In return, Artios will gain access to Merck’s DDR expertise and resources and receive $30m in upfront and near-term payments. Artios may also be eligible to receive up to $860m per target commercialised, as well as double digit royalty payments.
Artios chief business officer Tania Dimitrova explains Artios will spend the $30m on supporting its existing products, which are excluded from this collaboration with Merck, into clinical trials. Dimitrova notes Artios is hoping to start clinical trials of its two lead products – ataxia telangiectasia and Rad3-related protein (ATR) inhibitor and Pol Theta – into clinical trials by the end of 2021.

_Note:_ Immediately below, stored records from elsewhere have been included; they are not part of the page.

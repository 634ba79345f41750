//! # Editable Materialization
//!
//! An editable install replaces the installed copy of a collection with a
//! directory of symlinks pointing back into the source tree, one per
//! top-level entry. Linking entry by entry, rather than linking the whole
//! tree, lets the engine leave out anything that would make the
//! environment's package directory reach back into itself, most notably a
//! virtual environment created inside the collection checkout.
//!
//! ## Steps
//!
//! 1. **Discovery**: the tracked files reported by `git ls-files` in the
//!    source root, falling back to a plain directory listing when git is
//!    unavailable or the tree is not a repository. Untracked files are
//!    never exposed.
//! 2. **Filtering**: keep the first path segment of every entry and drop
//!    the names [`crate::defaults::is_excluded`] rejects.
//! 3. **Preparation**: replace whatever is at the destination (including a
//!    legacy whole-tree symlink) with a fresh empty directory.
//! 4. **Linking**: one symlink per surviving entry that still exists.

use std::collections::BTreeSet;
use std::fmt;
use std::fs;
use std::io;
use std::path::{Path, PathBuf};

use log::{debug, info};

use crate::defaults::is_excluded;
use crate::error::{Error, Result};
use crate::process::{CommandRunner, CommandSpec};
use crate::request::CollectionRequest;

/// How the top-level entries of a source tree were found.
#[derive(Debug, Clone, Copy, PartialEq, Eq)]
pub enum DiscoveryMethod {
    GitLsFiles,
    DirectoryListing,
}

impl fmt::Display for DiscoveryMethod {
    fn fmt(&self, f: &mut fmt::Formatter<'_>) -> fmt::Result {
        match self {
            DiscoveryMethod::GitLsFiles => f.write_str("git ls-files"),
            DiscoveryMethod::DirectoryListing => f.write_str("directory listing"),
        }
    }
}

/// Paths found under a source root, relative to it.
#[derive(Debug, Clone, PartialEq, Eq)]
pub struct Discovery {
    pub method: DiscoveryMethod,
    pub paths: Vec<String>,
}

/// One symlink created by [`materialize`].
#[derive(Debug, Clone, PartialEq, Eq)]
pub struct EditableLink {
    pub name: String,
    pub link: PathBuf,
    pub target: PathBuf,
}

/// List the tracked files of a source tree.
///
/// An empty but successful `git ls-files` is a valid result and does not
/// trigger the fallback.
pub fn discover(runner: &dyn CommandRunner, root: &Path) -> Result<Discovery> {
    let spec = CommandSpec::new("git")
        .args(["ls-files", "-z"])
        .current_dir(root);
    match runner.output(&spec) {
        Ok(output) if output.success() => {
            let paths = output
                .stdout
                .split('\0')
                .map(str::trim)
                .filter(|p| !p.is_empty())
                .map(str::to_string)
                .collect();
            return Ok(Discovery {
                method: DiscoveryMethod::GitLsFiles,
                paths,
            });
        }
        Ok(output) => debug!(
            "git ls-files failed in {}, listing the directory instead: {}",
            root.display(),
            output.stderr.trim()
        ),
        Err(e) => debug!("git unavailable, listing the directory instead: {}", e),
    }

    let mut paths = Vec::new();
    for entry in fs::read_dir(root)? {
        paths.push(entry?.file_name().to_string_lossy().into_owned());
    }
    paths.sort();
    Ok(Discovery {
        method: DiscoveryMethod::DirectoryListing,
        paths,
    })
}

/// Reduce discovered paths to the set of top-level names that may be exposed.
pub fn filter_top_level<I, S>(paths: I) -> BTreeSet<String>
where
    I: IntoIterator<Item = S>,
    S: AsRef<str>,
{
    paths
        .into_iter()
        .filter_map(|path| {
            path.as_ref()
                .split(['/', '\\'])
                .find(|segment| !segment.is_empty() && *segment != ".")
                .map(str::to_string)
        })
        .filter(|name| !is_excluded(name))
        .collect()
}

/// Discover and filter the top-level entries of a source root.
pub fn top_level_entries(runner: &dyn CommandRunner, root: &Path) -> Result<BTreeSet<String>> {
    let discovery = discover(runner, root)?;
    let entries = filter_top_level(&discovery.paths);
    debug!(
        "Found {} top-level entries in {} using {}",
        entries.len(),
        root.display(),
        discovery.method
    );
    Ok(entries)
}

/// Replace the installed collection at `destination` with symlinks into
/// the request's source tree.
pub fn materialize(
    runner: &dyn CommandRunner,
    request: &CollectionRequest,
    destination: &Path,
) -> Result<Vec<EditableLink>> {
    let source = request.local_path().ok_or_else(|| Error::Editable {
        collection: request.fqcn(),
        message: "only local collections can be installed in editable mode".to_string(),
    })?;

    let entries = top_level_entries(runner, source)?;
    if entries.is_empty() {
        return Err(Error::Editable {
            collection: request.fqcn(),
            message: format!("nothing to link from {}", source.display()),
        });
    }

    prepare_destination(destination)?;

    let mut links = Vec::new();
    for name in entries {
        let target = source.join(&name);
        if fs::symlink_metadata(&target).is_err() {
            debug!("Skipping {}, no longer present in the source", name);
            continue;
        }
        let link = destination.join(&name);
        symlink(&target, &link)?;
        links.push(EditableLink { name, link, target });
    }
    info!(
        "Linked {} entries of {} into {}",
        links.len(),
        request.fqcn(),
        destination.display()
    );
    Ok(links)
}

/// Ensure `destination` is an empty real directory.
fn prepare_destination(destination: &Path) -> Result<()> {
    if remove_existing(destination)? {
        debug!("Cleared {}", destination.display());
    }
    fs::create_dir_all(destination)?;
    Ok(())
}

/// Remove whatever is at `path` without following symlinks.
///
/// Returns `false` if nothing was there.
pub fn remove_existing(path: &Path) -> io::Result<bool> {
    match fs::symlink_metadata(path) {
        Ok(meta) if meta.file_type().is_symlink() => remove_symlink(path).map(|_| true),
        Ok(meta) if meta.is_dir() => fs::remove_dir_all(path).map(|_| true),
        Ok(_) => fs::remove_file(path).map(|_| true),
        Err(e) if e.kind() == io::ErrorKind::NotFound => Ok(false),
        Err(e) => Err(e),
    }
}

/// Remove a symlink without following it.
fn remove_symlink(path: &Path) -> io::Result<()> {
    // Directory symlinks on Windows need remove_dir
    fs::remove_file(path).or_else(|_| fs::remove_dir(path))
}

#[cfg(unix)]
fn symlink(target: &Path, link: &Path) -> io::Result<()> {
    std::os::unix::fs::symlink(target, link)
}

#[cfg(windows)]
fn symlink(target: &Path, link: &Path) -> io::Result<()> {
    if target.is_dir() {
        std::os::windows::fs::symlink_dir(target, link)
    } else {
        std::os::windows::fs::symlink_file(target, link)
    }
}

CEO Niall Martin adds that the funding will allow Artios to continue to build out its platform and bring forward new targets in the DDR space.
Promise of DDR in cancer
Merck senior vice-president and head of translational innovation platform oncology Andree Blaukat explains: “Cells must identify and repair DNA damage to survive. But cancer cells often develop defects in DDR pathways, leading to the accumulation of mutations in oncogenes and tumour suppressors that enable them to grow in an uncontrolled way and spread throughout the body.”
“However, also cancer cells can only tolerate a certain level of DNA damage and therefore heavily rely on those DDR pathways that are still intact. Selectively inhibiting these DDR pathways can be potentially an effective way to eliminate tumour,” adds Blaukat. This process of selectively killing cancer cells is known as synthetic lethality.
Founded in 2016, Artios focuses on finding “new targets and opportunities around DDR to be able to create a toolkit of DNA repair inhibitors that oncologists can have in their armoury to tackle cancer,” explains Martin.
The company builds on Martin’s experience in developing the world’s first PARP inhibitor, olaparib, while working for KuDOS Pharmaceuticals, which was later acquired by AstraZeneca. However, there is a need to look beyond PARP inhibitors as they do not work against all DNA repair changes and genetic mutations. There are also issues with cancer cells developing resistance to PARP inhibitors. “We want to understand what is causing that resistance and be able to give an alternative to PARP inhibitors in the DNA repair space,” notes Martin.
One of the alternatives Artios is exploring is DNA nucleases, which certain cancer cells rely on to survive after DNA damage, according to Blaukat. The discovery of repair nuclease inhibitors is the focus of the Artios’s latest collaboration with Merck.
Combining DDR expertise
Blaukat explains the two companies have great “synergy potential”. He adds: “We look forward to combining our extensive R&D expertise in the field of DDR with their nuclease-targeting discovery platform”.
“This collaboration further strengthens our leadership and expertise in the field of DDR inhibitors and complements our multiple innovative assets currently being evaluated in research and in several Phase I and Phase II clinical studies,” continues Blaukat. Merck’s DDR portfolio focuses on three targets – ataxia-telangiectasia mutated kinase, ATR, and DNA-dependent protein kinase.
Dimitrova explains that Merck is “truly the perfect partner” for Artios. The company stood out to Artios because of its “passion for the DDR” and the clear strategic importance Merck placed on this this treatment paradigm.
Partnerships are central to Artios’s business model because it wants to “be the best in DDR and really change outcomes for patients”. “To do that, it is important to collaborate with the best in the world”, concludes Dimitrova.